### DESCRIPTION OF THE TASK
Beginning with the first line and ending with the one containing "only translates its", copy the lines of the listing below exactly; omit everything else.

▬▬▬▬▬▬

//! SeaORM entities
//!
//! Table models for the PostgreSQL profile store. Mirrors `migrations/0001_init.sql`.

pub mod performance_history;
pub mod platform_identities;
pub mod platform_stats;
pub mod profiles;
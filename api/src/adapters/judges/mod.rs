//! Judge platform adapters
//!
//! One `PlatformAdapter` per coding judge. Each adapter only translates its
//! judge's wire shape into `FetchedStats`.

pub mod codeforces;
pub mod hackerrank;
pub mod leetcode;

pub use codeforces::CodeforcesAdapter;
pub use hackerrank::HackerRankAdapter;
pub use leetcode::LeetCodeAdapter;

use serde::de::DeserializeOwned;

use crate::domain::entities::Platform;
use crate::error::PlatformError;

/// Map status codes and decode a JSON body.
///
/// 404 means the username does not resolve; every other failure is upstream.
async fn read_json<T: DeserializeOwned>(
    platform: Platform,
    username: &str,
    response: reqwest::Response,
) -> Result<T, PlatformError> {
    let status = response.status();

    if status.as_u16() == 404 {
        return Err(PlatformError::not_found(platform, username));
    }

    if !status.is_success() {
        let message = response.text().await.unwrap_or_default();
        return Err(PlatformError::upstream(
            platform,
            format!("{} - {}", status.as_u16(), message),
        ));
    }

    response
        .json()
        .await
        .map_err(|e| PlatformError::upstream(platform, format!("invalid body: {}", e)))
}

▬▬▬▬▬▬

### WRITTEN SOLUTION
//! SeaORM entities
//!
//! Table models for the PostgreSQL profile store. Mirrors `migrations/0001_init.sql`.

pub mod performance_history;
pub mod platform_identities;
pub mod platform_stats;
pub mod profiles;
filename api/src/adapters/judges/mod.rs
//! Judge platform adapters
//!
//! One `PlatformAdapter` per coding judge. Each adapter only translates its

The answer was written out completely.